Israel Journal of Veterinary Medicine Vol. 67 (4) December 2012
MATERIALS AND METHODS
Specimen collections
Normal whole brain was collected over a three year period from 26 different bird species that died from health problems unrelated to cholinesterase inhibition, while whole brains from birds exposed to various anticholinesterase insecticides were obtained from the Israel Nature and Parks Authority. The dissected whole brains were immediately frozen at -20ºC and evaluated within a few days. The presence of insecticides in the proventriculus and gizzard of each carcass was confirmed by gas chromatography and mass spectrometry/nitrogen-phosphorus detector (GC/MS).
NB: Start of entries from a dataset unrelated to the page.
use serde::Deserialize;

const DEFAULT_MAX_CYCLE_CAP: u64 = 10_000;

#[derive(Debug, Clone, Deserialize, Default)]
pub struct Config {
    #[serde(default)]
    pub general: GeneralConfig,
    #[serde(default)]
    pub pipeline: PipelineConfig,
    #[serde(default)]
    pub run: RunConfig,
}

#[derive(Debug, Clone, Deserialize, Default)]
pub struct GeneralConfig {
    #[serde(default)]
    pub trace_pipeline: bool,
}

#[derive(Debug, Clone, Deserialize)]
pub struct PipelineConfig {
    #[serde(default = "default_forwarding")]
    pub forwarding: bool,
}

impl Default for PipelineConfig {
    fn default() -> Self {
        Self {
            forwarding: default_forwarding(),
        }
    }
}

#[derive(Debug, Clone, Deserialize)]
pub struct RunConfig {
    #[serde(default = "default_max_cycle_cap")]
    pub max_cycle_cap: u64,
}

impl Default for RunConfig {
    fn default() -> Self {
        Self {
            max_cycle_cap: default_max_cycle_cap(),
        }
    }
}

fn default_forwarding() -> bool {
    true
}

fn default_max_cycle_cap() -> u64 {
    DEFAULT_MAX_CYCLE_CAP
}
Whole brain cholinesterase activity assay
Whole brain was homogenized in 0.1 M phosphate buffer at pH 8.0 using 1.25g brain tissue/10 mL buffer in a Heidolph SilentCrusher S (Heidolph Instruments GmbH Schwabach, Germany). The cholinesterase activity was measured immediately after sample preparation using a modification of Ellman’s method (13, 23). In brief, 250 µl of brain homogenate was mixed in a 96 plate well with 25 µl solution of 5,5’-dithio-2-nitrobenzoic acid (0.82 mg/mL) followed by the addition of 25 µl of the enzyme substrate, acetylthiocholine (6.7 mg/mL) and the change in absorbance/min during a 5 min interval was measured at 405 nm using a Sunrise Microplate reader (Tecan Group Ltd., Männedorf, Switzerland). The change in absorbance/min was eventually converted into enzyme activity by utilizing a previously derived formula (23). Enzyme activity was expressed in µmoles of acetylthiocholine hydrolyzed/ min/ gram of wet tissue. All measurements were made in triplicates at 22ºC.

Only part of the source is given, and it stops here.